→ EXERCISE PROMPT:
Read the records below and report each line in which "storage" occurs.
*** DATASET ***
//! # oidc-auth
//!
//! OpenID Connect authorization server core.
//!
//! This crate provides:
//! - The authorization endpoint state machine (login, consent, code issuance)
//! - Single-use authorization codes and the code-for-token exchange
//! - Login sessions with a background sweeper and failed-login lockout
//! - ID token minting and claims validation
//!
//! ## Modules
//!
//! - [`config`] - Provider configuration
//! - [`oauth`] - Authorize/token wire types, flag sets and the authorization service
//! - [`token`] - Signing, the token service and the ID token validator
//! - [`storage`] - Code, session and throttle stores; client and user repositories
//! - [`login`] - Username/password login and the session cookie
//! - [`password`] - Password hashing
//! - [`provider`] - [`OidcProvider`], which wires everything together
//! - [`http`] - Axum handlers for the endpoints

pub mod config;
pub mod error;
pub mod http;
pub mod login;
pub mod oauth;
pub mod password;
pub mod provider;
pub mod storage;
pub mod token;
pub mod types;

pub use config::{AuthConfig, ConfigError};
pub use error::{AuthError, ErrorCategory, ErrorResponse};
pub use http::{
    LoginForm, approve_handler, authorize_handler, login_handler, logout_handler, token_handler,
};
pub use login::{LoginService, SessionCookie};
pub use oauth::{
    AuthenticationRequest, AuthenticationResponse, AuthorizationConfig, AuthorizationService,
    AuthorizeOutcome, PromptSet, ResponseTypeSet, ScopeSet, TokenRequest, TokenResponse,
};
pub use password::{Argon2Hasher, PasswordHasher};
pub use provider::OidcProvider;
pub use storage::{
    ClientRepository, CodeStore, InMemoryClientDirectory, InMemoryUserDirectory, LoginThrottle,
    Session, SessionStore, Sweeper, User, UserRepository,
};
pub use token::{
    ExpectedClaims, IdTokenClaims, IdTokenError, IdTokenValidator, JwtError, JwtSigner,
    SigningAlgorithm, TokenConfig, TokenService, TokenSigner,
};
pub use types::Client;

/// Type alias for authentication/authorization results.
pub type AuthResult<T> = Result<T, AuthError>;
*** End of DATASET ***
→ SOLUTION TO THIS TASK:
//! - [`storage`] - Code, session and throttle stores; client and user repositories
pub mod storage;
pub use storage::{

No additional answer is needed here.